“Fidelity, fidelity, fidelity.” That was Father Richard John Neuhaus’ answer to the clergy sexual abuse crisis that exploded in 2002. It still is a great tonic, but it is incomplete: courage is also needed.

Priests need to practice fidelity to Church teachings, in both their spiritual and behavioral life. They also need to exercise courage: when one of their fellow priests, or bishops, is guilty of serious misdeeds, they need to be confronted. Keeping quiet is not only cowardly, it is un-Christian. Here are a few examples.

After the disgraced Milwaukee Archbishop Rembert Weakland stepped down—he not only admitted to sexual relationships with men, the diocese paid $450,000 to settle a claim with his boyfriend, Paul Marcoux—he confessed that he did not believe in the Church’s teachings on sexuality.

Weakland rejected the Catholic Catechism’s labeling of homosexual inclinations as “intrinsically disordered.” “Those are bad words because they are pejorative.” It’s a small leap from thinking homosexuality is normal to actually engaging in it.

“If we say our God is an all-loving god,” Weakland said, “how do you explain that at any given time probably 400 million living on the planet at one time would be gay? Are the religions of the world, as does Catholicism, saying to those hundreds of millions of people, you have to pass your whole life without any physical, genital expression of that love?”

If Weakland were an honest man, he never would have sought ordination. He joined an organization whose strictures on seminal matters he could not support, lived a double life, and expected the faithful to pay for his lifestyle, as well as his lawsuits. To this day, he is lionized by left-wing Catholics, the ones who call themselves social justice advocates.

Weakland is a prime example of what happens when fidelity is absent. He is also a prime example of what happens when those who knew of his gay lifestyle remained silent. Their lack of courage allowed him to engage in sexual activity with men for years.

Msgr. Kevin Wallin is another splendid example of what happens when fidelity and courage are not practiced.

In 2013, Wallin went to prison for dealing crystal methamphetamine. He was the former pastor of the Cathedral of St. Augustine in Bridgeport, Connecticut and was secretary to Bishop Walter Curtis in 1987. He was also secretary to Bishop Edward Egan (who would later become Archbishop of New York and a cardinal).

Wallin was more than a drug dealer. He was a cross-dressing, clinically diagnosed narcissist who lived a promiscuous homosexual lifestyle. Lots of people knew he was a sicko, and none did anything about it.

“Neighbors said men streamed into Monsignor Wallin’s apartment,” the New York Times noted, “many of them arriving in cars like BMWs and Corvettes. Sounds of sex could be heard. He stored cases of good wine in the basement, as well as glass pipes and bottles of butane. He was seen doing his laundry, which included lace panties and other articles of women’s clothing.”

But no one said a word, including his fellow priests. In a session with other priests, in which they spoke of God’s mercy, Wallin turned to them and said, “You don’t really believe that, do you?”

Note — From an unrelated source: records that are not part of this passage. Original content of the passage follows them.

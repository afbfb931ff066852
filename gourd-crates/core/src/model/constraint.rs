use enumset::EnumSet;
use itertools::Itertools;

use crate::basic_types::Inconsistency;
use crate::basic_types::Narrowing;
use crate::basic_types::PropagationStatusCP;
use crate::engine::domain_events::DomainEvent;
use crate::engine::variables::DomainId;
use crate::engine::variables::Literal;
use crate::engine::VariableStore;
use crate::propagators::AllDifferent;
use crate::propagators::Automaton;
use crate::propagators::BoolOr;
use crate::propagators::Circuit;
use crate::propagators::Cumulative;
use crate::propagators::Element;
use crate::propagators::LinearConstraint;
use crate::propagators::Maximum;
use crate::propagators::NoOverlap;
use crate::propagators::NoOverlap2D;
use crate::propagators::Priority;
use crate::propagators::Product;
use crate::propagators::Reservoir;
use crate::propagators::Table;

/// The closed set of constraint kinds. Each variant holds the operand ids and parameters of one
/// constraint; constraints are immutable once the model is built.
#[derive(Clone, Debug, PartialEq, Eq)]
pub enum Constraint {
    Linear(LinearConstraint),
    AllDifferent(AllDifferent),
    Element(Element),
    Table(Table),
    Automaton(Automaton),
    NoOverlap(NoOverlap),
    NoOverlap2D(NoOverlap2D),
    Cumulative(Cumulative),
    Circuit(Circuit),
    Reservoir(Reservoir),
    BoolOr(BoolOr),
    Maximum(Maximum),
    Product(Product),
}

impl Constraint {
    pub fn name(&self) -> &'static str {
        match self {
            Constraint::Linear(_) => "Linear",
            Constraint::AllDifferent(_) => "AllDifferent",
            Constraint::Element(_) => "Element",
            Constraint::Table(_) => "Table",
            Constraint::Automaton(_) => "Automaton",
            Constraint::NoOverlap(_) => "NoOverlap",
            Constraint::NoOverlap2D(_) => "NoOverlap2D",
            Constraint::Cumulative(_) => "Cumulative",
            Constraint::Circuit(_) => "Circuit",
            Constraint::Reservoir(_) => "Reservoir",
            Constraint::BoolOr(_) => "BoolOr",
            Constraint::Maximum(_) => "Maximum",
            Constraint::Product(_) => "Product",
        }
    }

    pub(crate) fn propagate(&self, store: &mut VariableStore) -> PropagationStatusCP {
        match self {
            Constraint::Linear(linear) => linear.propagate(store),
            Constraint::AllDifferent(all_different) => all_different.propagate(store),
            Constraint::Element(element) => element.propagate(store),
            Constraint::Table(table) => table.propagate(store),
            Constraint::Automaton(automaton) => automaton.propagate(store),
            Constraint::NoOverlap(no_overlap) => no_overlap.propagate(store),
            Constraint::NoOverlap2D(no_overlap_2d) => no_overlap_2d.propagate(store),
            Constraint::Cumulative(cumulative) => cumulative.propagate(store),
            Constraint::Circuit(circuit) => circuit.propagate(store),
            Constraint::Reservoir(reservoir) => reservoir.propagate(store),
            Constraint::BoolOr(bool_or) => bool_or.propagate(store),
            Constraint::Maximum(maximum) => maximum.propagate(store),
            Constraint::Product(product) => product.propagate(store),
        }
    }

    /// Evaluates the constraint under a complete assignment.
    pub fn is_satisfied(&self, value: &dyn Fn(DomainId) -> i64) -> bool {
        match self {
            Constraint::Linear(linear) => linear.is_satisfied(value),
            Constraint::AllDifferent(all_different) => all_different.is_satisfied(value),
            Constraint::Element(element) => element.is_satisfied(value),
            Constraint::Table(table) => table.is_satisfied(value),
            Constraint::Automaton(automaton) => automaton.is_satisfied(value),
            Constraint::NoOverlap(no_overlap) => no_overlap.is_satisfied(value),
            Constraint::NoOverlap2D(no_overlap_2d) => no_overlap_2d.is_satisfied(value),
            Constraint::Cumulative(cumulative) => cumulative.is_satisfied(value),
            Constraint::Circuit(circuit) => circuit.is_satisfied(value),
            Constraint::Reservoir(reservoir) => reservoir.is_satisfied(value),
            Constraint::BoolOr(bool_or) => bool_or.is_satisfied(value),
            Constraint::Maximum(maximum) => maximum.is_satisfied(value),
            Constraint::Product(product) => product.is_satisfied(value),
        }
    }

    /// The variables the constraint reads, possibly with repetitions.
    pub fn variables(&self) -> Vec<DomainId> {
        match self {
            Constraint::Linear(linear) => linear.variables().collect(),
            Constraint::AllDifferent(all_different) => all_different.variables().collect(),
            Constraint::Element(element) => element.variables().collect(),
            Constraint::Table(table) => table.variables().collect(),
            Constraint::Automaton(automaton) => automaton.variables().collect(),
            Constraint::NoOverlap(no_overlap) => no_overlap.variables(),
            Constraint::NoOverlap2D(no_overlap_2d) => no_overlap_2d.variables(),
            Constraint::Cumulative(cumulative) => cumulative.variables(),
            Constraint::Circuit(circuit) => circuit.variables().collect(),
            Constraint::Reservoir(reservoir) => reservoir.variables().collect(),
            Constraint::BoolOr(bool_or) => bool_or.variables().collect(),
            Constraint::Maximum(maximum) => maximum.variables().collect(),
            Constraint::Product(product) => product.variables().collect(),
        }
    }

    pub(crate) fn priority(&self) -> Priority {
        match self {
            Constraint::Linear(_)
            | Constraint::BoolOr(_)
            | Constraint::Maximum(_)
            | Constraint::Product(_) => Priority::High,
            Constraint::AllDifferent(_) | Constraint::Element(_) | Constraint::Table(_) => {
                Priority::Medium
            }
            Constraint::NoOverlap(_) | Constraint::Cumulative(_) | Constraint::Reservoir(_) => {
                Priority::Low
            }
            Constraint::Automaton(_) | Constraint::NoOverlap2D(_) | Constraint::Circuit(_) => {
                Priority::VeryLow
            }
        }
    }

    /// The domain events on its variables after which the constraint has to be propagated again.
    pub(crate) fn events(&self) -> EnumSet<DomainEvent> {
        match self {
            Constraint::BoolOr(_) | Constraint::Circuit(_) => EnumSet::only(DomainEvent::Assign),
            Constraint::Element(_) | Constraint::Table(_) | Constraint::Automaton(_) => {
                EnumSet::all()
            }
            _ => DomainEvent::bounds(),
        }
    }

    /// Whether the constraint is certainly violated under the current domains.
    pub(crate) fn detect_inconsistency(&self, store: &VariableStore) -> bool {
        match self {
            Constraint::Linear(linear) => linear.detect_inconsistency(store),
            _ => {
                let variables = self.variables();
                variables.iter().all(|&variable| store.is_fixed(variable))
                    && !self.is_satisfied(&|variable| store.lower_bound(variable))
            }
        }
    }
}

/// A constraint together with the literals enforcing it: the constraint only has to hold when
/// every enforcement literal is true.
#[derive(Clone, Debug, PartialEq, Eq)]
pub struct ConstraintRecord {
    pub enforcement: Vec<Literal>,
    pub constraint: Constraint,
}

impl ConstraintRecord {
    pub fn new(constraint: Constraint) -> Self {
        ConstraintRecord {
            enforcement: Vec::new(),
            constraint,
        }
    }

    /// Propagates the record until it no longer narrows anything.
    ///
    /// If an enforcement literal is false nothing happens. If all are true the constraint itself
    /// is propagated. If exactly one is unfixed and the constraint is certainly violated, that
    /// literal is set to false.
    pub(crate) fn propagate(&self, store: &mut VariableStore) -> Result<Narrowing, Inconsistency> {
        let start = store.snapshot();

        let mut unfixed = None;
        let mut num_unfixed = 0;
        for &literal in self.enforcement.iter() {
            match literal.value(store) {
                Some(false) => return Ok(Narrowing::Unchanged),
                Some(true) => {}
                None => {
                    num_unfixed += 1;
                    unfixed = Some(literal);
                }
            }
        }

        match (num_unfixed, unfixed) {
            (0, _) => loop {
                let before = store.snapshot();
                self.constraint.propagate(store)?;
                if store.snapshot() == before {
                    break;
                }
            },
            (1, Some(literal)) => {
                if self.constraint.detect_inconsistency(store) {
                    let _ = literal.set_false(store)?;
                }
            }
            _ => {}
        }

        if store.snapshot() == start {
            Ok(Narrowing::Unchanged)
        } else {
            Ok(Narrowing::Narrowed)
        }
    }

    pub fn is_satisfied(&self, value: &dyn Fn(DomainId) -> i64) -> bool {
        !self.enforcement.iter().all(|literal| literal.evaluate(value))
            || self.constraint.is_satisfied(value)
    }

    /// The enforcement variables followed by the variables of the constraint, without repetitions.
    pub(crate) fn variables(&self) -> Vec<DomainId> {
        self.enforcement
            .iter()
            .map(Literal::variable)
            .chain(self.constraint.variables())
            .sorted_unstable()
            .dedup()
            .collect()
    }
}

#[cfg(test)]
mod tests {
    use super::*;
    use crate::engine::test_helper::TestStore;
    use crate::engine::Domain;

    fn at_least_five(variable: DomainId) -> Constraint {
        Constraint::Linear(LinearConstraint::new(
            [(1, variable)],
            Domain::new(5, i64::MAX),
        ))
    }

    #[test]
    fn violated_enforced_linear_falsifies_its_literal() {
        let mut store = TestStore::default();
        let x = store.new_variable(0, 3);
        let b = store.new_literal();

        let record = ConstraintRecord {
            enforcement: vec![b],
            constraint: at_least_five(x),
        };
        let narrowing = record.propagate(&mut store).expect("no conflict");

        assert_eq!(Narrowing::Narrowed, narrowing);
        assert!(b.is_false(&store));
    }

    #[test]
    fn false_enforcement_disables_the_constraint() {
        let mut store = TestStore::default();
        let x = store.new_variable(0, 3);
        let b = store.new_literal();
        let _ = b.set_false(&mut store).unwrap();

        let record = ConstraintRecord {
            enforcement: vec![b],
            constraint: at_least_five(x),
        };

        assert_eq!(Ok(Narrowing::Unchanged), record.propagate(&mut store));
        assert_eq!(3, store.upper_bound(x));
    }

    #[test]
    fn true_enforcement_propagates_the_constraint() {
        let mut store = TestStore::default();
        let x = store.new_variable(0, 10);
        let b = store.new_literal();
        let _ = b.set_true(&mut store).unwrap();

        let record = ConstraintRecord {
            enforcement: vec![b],
            constraint: at_least_five(x),
        };
        let _ = record.propagate(&mut store).expect("no conflict");

        assert_eq!(5, store.lower_bound(x));
    }

    #[test]
    fn fixed_violation_of_a_non_linear_constraint_is_detected() {
        let mut store = TestStore::default();
        let x = store.new_variable(2, 2);
        let y = store.new_variable(2, 2);
        let b = store.new_literal();

        let record = ConstraintRecord {
            enforcement: vec![b],
            constraint: Constraint::AllDifferent(AllDifferent::new([x.into(), y.into()])),
        };
        let _ = record.propagate(&mut store).expect("no conflict");

        assert!(b.is_false(&store));
    }

    #[test]
    fn unsatisfied_record_is_reported_under_true_enforcement_only() {
        let x = DomainId::new(0);
        let b = Literal::new(DomainId::new(1));
        let record = ConstraintRecord {
            enforcement: vec![b],
            constraint: at_least_five(x),
        };

        assert!(record.is_satisfied(&|variable| if variable == x { 3 } else { 0 }));
        assert!(!record.is_satisfied(&|variable| if variable == x { 3 } else { 1 }));
    }
}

When I read that in 2013, I knew I would never forget it. It was not Wallin’s lack of fidelity to the teachings of the Church that struck me the most, it was the lack of courage on the part of his cohorts. When a priest confesses to other priests that he no longer believes, and they do nothing about it, they are as bad as him.

Fortunately, there are priests who are coming forward, and one of them is featured in this edition of Catalyst (see pp. 8-9).

Father Robert Altier gave a startling homily on August 19, one that was widely disseminated by the Catholic League. He is a priest at the Church of St. Raphael in Crystal, Minnesota. I have shortened his homily to fit our page limitations.

It is clear that Father Altier loves the Catholic Church and is sickened by recent revelations of old cases of priestly sexual abuse. I am grateful that he gave us permission to publish an excerpt of his remarks.

I would be remiss if I did not mention the extraordinary courage exhibited by Cardinal Timothy Dolan. It is he who is responsible for blowing the whistle on Theodore McCarrick, forcing his resignation as cardinal.

To be precise, it was the New York Archdiocese’s Independent Compensation and Reconciliation Program that enticed one of McCarrick’s victims to come forward, and it was Cardinal Dolan who then acted on the accusation. Bias against the hierarchy, stemming from some members of the laity and even the clergy, accounts for why Dolan is not being given the credit he deserves.

Most priests and bishops are good men. Unless we have reason to believe otherwise, we should give them our support and not allow those who are stampeding against them to prevail. A mob mentality is dangerous.